My questions would be: Why are there 600 plus school districts in many states, each requiring a district superintendent, each with assistant superintendents all with salaries higher than actual teachers? Why do each of these hundreds of school districts have differing core curriculum with differing textbooks and differing test standards for advancement? Why are incompetent teachers tolerated and tenured, while newly graduated Education Majors generally denied positions in public school systems?

No! This has to stop somewhere. Each state in the union can save a heck of a lot of money by paring down to just one school district each. Each district could support one superintendent with perhaps, up to five assistants for the larger states. This newly downsized entity would be governed and cared for by a five member public school board at the Federal level. This entire system of fifty districts would have a singular core curriculum of: Math, Science, History, English/Language Arts, Literature/Reading, Social Studies/Current Events and Physical Education/Health.

The five member federal school board would determine the singular core curriculum. States would be free to fund any extra-curricular activity for their public schools and will certainly have the money for it after the elimination of 300-600 district superintendents at 100K a year. If the fired superintendents wish to remain in education? Let them become certified teachers rather than glorified bureaucrats.

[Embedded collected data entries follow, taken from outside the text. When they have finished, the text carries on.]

use alloc::boxed::Box;
use alloc::string::String;
use core::fmt;

use crate::Result;
use crate::convert::Converter;
use crate::descriptor::LabelKind;
use crate::label::Label;
use crate::scan::Contact;
use crate::style::Style;
use crate::transform::Transformer;

/// A [`Label`] with every derived value computed once, converter included.
///
/// Schemas keep these for the lifetime of the cache, so reads and writes
/// never rebuild names or converters.
#[derive(Debug)]
pub struct CacheLabel {
    contact: Contact,
    kind: LabelKind,
    key: String,
    name: String,
    raw_name: &'static str,
    entry: Option<String>,
    required: bool,
    inline: bool,
    data: bool,
    attribute: bool,
    collection: bool,
    empty: Option<&'static str>,
    revision: Option<f64>,
    converter: Box<dyn Converter>,
}

impl CacheLabel {
    pub fn new(label: &dyn Label, style: &dyn Style, transformer: &Transformer) -> Result<Self> {
        let contact = label.contact().clone();
        Ok(Self {
            key: contact.key(),
            kind: label.kind(),
            name: String::from(label.name()),
            raw_name: label.raw_name(),
            entry: label.entry().map(String::from),
            required: label.is_required(),
            inline: label.is_inline(),
            data: label.is_data(),
            attribute: label.is_attribute(),
            collection: label.is_collection(),
            empty: label.empty(),
            revision: label.revision(),
            converter: label.converter(style, transformer)?,
            contact,
        })
    }

    #[inline]
    pub fn contact(&self) -> &Contact {
        &self.contact
    }

    #[inline]
    pub fn kind(&self) -> LabelKind {
        self.kind
    }

    /// The key of the member, unique within the schema.
    #[inline]
    pub fn key(&self) -> &str {
        &self.key
    }

    #[inline]
    pub fn name(&self) -> &str {
        &self.name
    }

    #[inline]
    pub fn raw_name(&self) -> &'static str {
        self.raw_name
    }

    #[inline]
    pub fn entry(&self) -> Option<&str> {
        self.entry.as_deref()
    }

    #[inline]
    pub fn is_required(&self) -> bool {
        self.required
    }

    #[inline]
    pub fn is_inline(&self) -> bool {
        self.inline
    }

    #[inline]
    pub fn is_data(&self) -> bool {
        self.data
    }

    #[inline]
    pub fn is_attribute(&self) -> bool {
        self.attribute
    }

    #[inline]
    pub fn is_collection(&self) -> bool {
        self.collection
    }

    #[inline]
    pub fn empty(&self) -> Option<&'static str> {
        self.empty
    }

    #[inline]
    pub fn revision(&self) -> Option<f64> {
        self.revision
    }

    /// The document revision from which the member is expected.
    #[inline]
    pub fn since(&self) -> Option<f64> {
        self.contact.since()
    }

    #[inline]
    pub fn converter(&self) -> &dyn Converter {
        &*self.converter
    }
}

impl fmt::Display for CacheLabel {
    fn fmt(&self, f: &mut fmt::Formatter<'_>) -> fmt::Result {
        if self.name.is_empty() {
            write!(f, "{} of {}", self.kind, self.contact)
        } else {
            write!(f, "{} '{}' of {}", self.kind, self.name, self.contact)
        }
    }
}
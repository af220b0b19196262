use alloc::boxed::Box;
use alloc::format;
use alloc::string::{String, ToString};

use foldhash::fast::FixedState;
use hashbrown::HashMap;
use vc_node::NodeMap;

use crate::class::Class;
use crate::session::Session;
use crate::strategy::{Strategy, TreeStrategy, Value};
use crate::{Bind, Error, Result};

const ID: &str = "id";
const REFERENCE: &str = "reference";

// -----------------------------------------------------------------------------
// Graphs

enum Entry {
    /// The element with this id is still being read.
    Pending,
    /// Seen while validating, no object exists.
    Validated,
    Resolved(Box<dyn Bind>),
}

/// Objects read so far, by id.
#[derive(Default)]
struct ReadGraph {
    entries: HashMap<String, Entry, FixedState>,
}

/// Ids assigned so far, by pointer address.
#[derive(Default)]
struct WriteGraph {
    ids: HashMap<usize, String, FixedState>,
}

fn share(value: &dyn Bind) -> Option<Box<dyn Bind>> {
    value.dyn_class().as_shared()?.share(value)
}

// -----------------------------------------------------------------------------
// CycleValue

struct CycleValue {
    class: Option<&'static Class>,
    length: Option<usize>,
    id: Option<String>,
    reference: Option<Box<dyn Bind>>,
    is_reference: bool,
}

impl Value for CycleValue {
    fn class(&self) -> Option<&'static Class> {
        self.class
    }

    fn length(&self) -> Option<usize> {
        self.length
    }

    fn is_reference(&self) -> bool {
        self.is_reference
    }

    fn reference(&mut self) -> Option<Box<dyn Bind>> {
        self.reference.take()
    }

    fn set_value(&mut self, value: Option<&dyn Bind>, session: &mut Session) -> Result<()> {
        let Some(id) = self.id.take() else {
            return Ok(());
        };
        let graph = session.state::<ReadGraph>();
        match value {
            None => {
                graph.entries.insert(id, Entry::Validated);
            }
            Some(value) => match Class::present(value).and_then(share) {
                Some(shared) => {
                    graph.entries.insert(id, Entry::Resolved(shared));
                }
                None => {
                    graph.entries.remove(&id);
                }
            },
        }
        Ok(())
    }
}

// -----------------------------------------------------------------------------
// CycleStrategy

/// Preserves the identity of shared values.
///
/// The first time an `Rc` or `Arc` is written its element gets an `id`
/// attribute; later occurrences of the same pointer are written as an
/// empty element with a `reference` attribute. Reading restores one
/// shared pointer per id. The `class` and `length` attributes of
/// [`TreeStrategy`] are written as well.
///
/// An element may only refer to an object that has been completely
/// read, so back references to an enclosing object are an error.
#[derive(Debug, Clone)]
pub struct CycleStrategy {
    id: String,
    reference: String,
    tree: TreeStrategy,
}

impl CycleStrategy {
    pub fn new() -> Self {
        Self::with_names(ID, REFERENCE)
    }

    pub fn with_names(id: impl Into<String>, reference: impl Into<String>) -> Self {
        Self {
            id: id.into(),
            reference: reference.into(),
            tree: TreeStrategy::new(),
        }
    }

    /// Replaces the strategy used for `class` and `length`.
    pub fn with_tree(mut self, tree: TreeStrategy) -> Self {
        self.tree = tree;
        self
    }
}

impl Default for CycleStrategy {
    fn default() -> Self {
        Self::new()
    }
}

impl Strategy for CycleStrategy {
    fn read(
        &self,
        declared: &'static Class,
        node: &mut dyn NodeMap,
        session: &mut Session,
    ) -> Result<Option<Box<dyn Value>>> {
        if let Some(reference) = node.remove(&self.reference) {
            let graph = session.state::<ReadGraph>();
            let shared = match graph.entries.get(&reference) {
                Some(Entry::Resolved(value)) => share(&**value),
                Some(Entry::Validated) => None,
                Some(Entry::Pending) => {
                    return Err(Error::Cycle(format!(
                        "Reference '{reference}' refers to an object still being read"
                    )));
                }
                None => return Err(Error::Cycle(format!("Invalid reference '{reference}' found"))),
            };
            return Ok(Some(Box::new(CycleValue {
                class: None,
                length: None,
                id: None,
                reference: shared,
                is_reference: true,
            })));
        }

        let tree = self.tree.read_value(declared, node)?;
        let id = node.remove(&self.id);
        if let Some(id) = &id {
            let graph = session.state::<ReadGraph>();
            if graph.entries.contains_key(id) {
                return Err(Error::Cycle(format!("Element with {} '{id}' declared twice", self.id)));
            }
            graph.entries.insert(id.clone(), Entry::Pending);
        }
        if tree.is_none() && id.is_none() {
            return Ok(None);
        }
        let (class, length) = tree.map_or((None, None), |parts| (parts.class, parts.length));
        Ok(Some(Box::new(CycleValue {
            class,
            length,
            id,
            reference: None,
            is_reference: false,
        })))
    }

    fn write(
        &self,
        declared: &'static Class,
        value: &dyn Bind,
        node: &mut dyn NodeMap,
        session: &mut Session,
    ) -> Result<bool> {
        let address = Class::present(value)
            .and_then(|shared| shared.dyn_class().as_shared()?.address(shared));
        if let Some(address) = address {
            let graph = session.state::<WriteGraph>();
            if let Some(id) = graph.ids.get(&address) {
                node.put(&self.reference, id);
                return Ok(true);
            }
            let id = graph.ids.len().to_string();
            node.put(&self.id, &id);
            graph.ids.insert(address, id);
        }
        self.tree.write_value(declared, value, node);
        Ok(false)
    }
}

#[cfg(test)]
mod tests {
    use alloc::rc::Rc;

    use vc_node::{NodeReader, NodeWriter};

    use super::CycleStrategy;
    use crate::Error;
    use crate::class::Typed;
    use crate::session::Session;
    use crate::strategy::Strategy;

    #[test]
    fn repeated_pointer_is_a_reference() {
        let writer = NodeWriter::new(Default::default());
        let root = writer.document().child("root").unwrap();
        let first = root.child("a").unwrap();
        let second = root.child("b").unwrap();

        let shared = Rc::new(5_u8);
        let copy = Rc::clone(&shared);
        let strategy = CycleStrategy::new();
        let mut session = Session::default();

        let claimed = strategy
            .write(<Rc<u8>>::class(), &shared, &mut first.attributes(), &mut session)
            .unwrap();
        assert!(!claimed);
        assert_eq!(first.attribute("id").as_deref(), Some("0"));

        let claimed = strategy
            .write(<Rc<u8>>::class(), &copy, &mut second.attributes(), &mut session)
            .unwrap();
        assert!(claimed);
        assert_eq!(second.attribute("reference").as_deref(), Some("0"));
    }

    #[test]
    fn reference_to_pending_object_fails() {
        let root = NodeReader::read_str("<a id='1'><b reference='1'/></a>").unwrap();
        let child = root.next().unwrap();
        let strategy = CycleStrategy::new();
        let mut session = Session::default();

        let value = strategy
            .read(<Rc<u8>>::class(), &mut root.attributes(), &mut session)
            .unwrap();
        assert!(value.is_some());

        let err = strategy
            .read(<Rc<u8>>::class(), &mut child.attributes(), &mut session)
            .err()
            .unwrap();
        assert!(matches!(err, Error::Cycle(_)));
    }

    #[test]
    fn resolved_reference_shares_pointer() {
        let root = NodeReader::read_str("<a><b id='x'/><c reference='x'/></a>").unwrap();
        let b = root.next().unwrap();
        let c = root.next().unwrap();
        let strategy = CycleStrategy::new();
        let mut session = Session::default();

        let mut value = strategy
            .read(<Rc<u8>>::class(), &mut b.attributes(), &mut session)
            .unwrap()
            .unwrap();
        let shared = Rc::new(7_u8);
        value.set_value(Some(&shared), &mut session).unwrap();

        let mut reference = strategy
            .read(<Rc<u8>>::class(), &mut c.attributes(), &mut session)
            .unwrap()
            .unwrap();
        assert!(reference.is_reference());
        let object = reference.reference().unwrap().take::<Rc<u8>>().unwrap();
        assert!(Rc::ptr_eq(&object, &shared));
    }
}
use alloc::boxed::Box;
use alloc::collections::{BTreeMap, BTreeSet, VecDeque};
use alloc::vec::Vec;
use core::hash::Hash;
use std::collections::{HashMap, HashSet};

use indexmap::IndexMap;

use crate::Bind;
use crate::class::{ArrayInfo, Class, GenericClassCell, ListInfo, MapInfo, Type, Typed};

// -----------------------------------------------------------------------------
// Lists

macro_rules! impl_list {
    ($ty:ident < T $(: $bound:path)* > , $name:literal, $push:ident) => {
        impl<T: Typed $(+ $bound)*> Typed for $ty<T> {
            fn class() -> &'static Class {
                static CELL: GenericClassCell = GenericClassCell::new();
                CELL.get_or_insert::<Self>(|| {
                    Class::List(ListInfo::new(
                        Type::named::<Self>($name),
                        T::class,
                        || Box::new($ty::<T>::new()),
                        |list, item| {
                            let Some(list) = list.downcast_mut::<$ty<T>>() else {
                                return Err(item);
                            };
                            list.$push(item.take::<T>()?);
                            Ok(())
                        },
                        |list| match list.downcast_ref::<$ty<T>>() {
                            Some(list) => list.iter().map(|item| item as &dyn Bind).collect(),
                            None => Vec::new(),
                        },
                    ))
                })
            }
        }
    };
}

impl_list!(Vec<T>, "Vec", push);
impl_list!(VecDeque<T>, "VecDeque", push_back);
impl_list!(BTreeSet<T: Ord>, "BTreeSet", insert);
impl_list!(HashSet<T: Eq: Hash>, "HashSet", insert);

// -----------------------------------------------------------------------------
// Arrays

impl<T: Typed> Typed for Box<[T]> {
    fn class() -> &'static Class {
        static CELL: GenericClassCell = GenericClassCell::new();
        CELL.get_or_insert::<Self>(|| {
            Class::Array(ArrayInfo::new(
                Type::named::<Self>("Array"),
                T::class,
                None,
                |array| match array.downcast_ref::<Box<[T]>>() {
                    Some(array) => array.iter().map(|item| item as &dyn Bind).collect(),
                    None => Vec::new(),
                },
                |items| {
                    let items: Option<Vec<T>> =
                        items.into_iter().map(|item| item.take::<T>().ok()).collect();
                    Some(Box::new(items?.into_boxed_slice()))
                },
            ))
        })
    }
}

impl<T: Typed, const N: usize> Typed for [T; N] {
    fn class() -> &'static Class {
        static CELL: GenericClassCell = GenericClassCell::new();
        CELL.get_or_insert::<Self>(|| {
            Class::Array(ArrayInfo::new(
                Type::named::<Self>("Array"),
                T::class,
                Some(N),
                |array| match array.downcast_ref::<[T; N]>() {
                    Some(array) => array.iter().map(|item| item as &dyn Bind).collect(),
                    None => Vec::new(),
                },
                |items| {
                    let items: Option<Vec<T>> =
                        items.into_iter().map(|item| item.take::<T>().ok()).collect();
                    let array = <[T; N]>::try_from(items?).ok()?;
                    Some(Box::new(array))
                },
            ))
        })
    }
}

// -----------------------------------------------------------------------------
// Maps

macro_rules! impl_map {
    ($ty:ident < K $(: $bound:path)* > , $name:literal) => {
        impl<K: Typed $(+ $bound)*, V: Typed> Typed for $ty<K, V> {
            fn class() -> &'static Class {
                static CELL: GenericClassCell = GenericClassCell::new();
                CELL.get_or_insert::<Self>(|| {
                    Class::Map(MapInfo::new(
                        Type::named::<Self>($name),
                        K::class,
                        V::class,
                        || Box::new($ty::<K, V>::default()),
                        |map, key, value| {
                            let Some(map) = map.downcast_mut::<$ty<K, V>>() else {
                                return Err((key, value));
                            };
                            let key = match key.take::<K>() {
                                Ok(key) => key,
                                Err(key) => return Err((key, value)),
                            };
                            match value.take::<V>() {
                                Ok(value) => {
                                    map.insert(key, value);
                                    Ok(())
                                }
                                Err(value) => Err((Box::new(key), value)),
                            }
                        },
                        |map| match map.downcast_ref::<$ty<K, V>>() {
                            Some(map) => map
                                .iter()
                                .map(|(key, value)| (key as &dyn Bind, value as &dyn Bind))
                                .collect(),
                            None => Vec::new(),
                        },
                    ))
                })
            }
        }
    };
}

impl_map!(BTreeMap<K: Ord>, "BTreeMap");
impl_map!(HashMap<K: Eq: Hash>, "HashMap");
impl_map!(IndexMap<K: Eq: Hash>, "IndexMap");

#[cfg(test)]
mod tests {
    use alloc::collections::BTreeMap;

    use crate::Bind;
    use crate::class::Typed;

    #[test]
    fn fixed_array_checks_length() {
        let info = <[u8; 2] as Typed>::class().as_array().unwrap();
        assert_eq!(info.fixed(), Some(2));

        let items: Vec<Box<dyn Bind>> = vec![Box::new(1_u8), Box::new(2_u8)];
        let array = info.collect(items).unwrap();
        assert_eq!(array.take::<[u8; 2]>().unwrap(), [1, 2]);

        let items: Vec<Box<dyn Bind>> = vec![Box::new(1_u8)];
        assert!(info.collect(items).is_none());
    }

    #[test]
    fn map_insert_rejects_wrong_types() {
        let info = <BTreeMap<String, u32> as Typed>::class().as_map().unwrap();
        let mut map = info.create();
        info.insert(&mut *map, Box::new(String::from("a")), Box::new(1_u32))
            .unwrap();
        assert!(info.insert(&mut *map, Box::new(1_u32), Box::new(1_u32)).is_err());
        assert_eq!(info.len(&*map), 1);
        assert!(info.key().ty().is::<String>());
    }
}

Speaking of teachers? Annual testing and recertification should be mandatory. Allow specialization. As there are surgeons who specialize in neurology, so teachers should be permitted to specialize in Math or Science or History. Recertification testing would concentrate solely on the teacher's specialty. That makes things fair all around.

A singular, national, core curriculum allows all students the flexibility in moving from state to state (as many military families must). It will also allow the federal school board to easily identify and help struggling school districts. With every state carrying the same core subjects, texts and grading/examination structure, Education Majors need only to learn the core to initially begin teaching right away; eliminating many of today's teacher shortages.

Some of the above may seem overly simplified. It is really just the beginnings of a rough outline. There is so much more that could be said here. Mr. Sowell must not be left "crying in the wilderness". Now, if you will "Excuse" me, I have a book to read.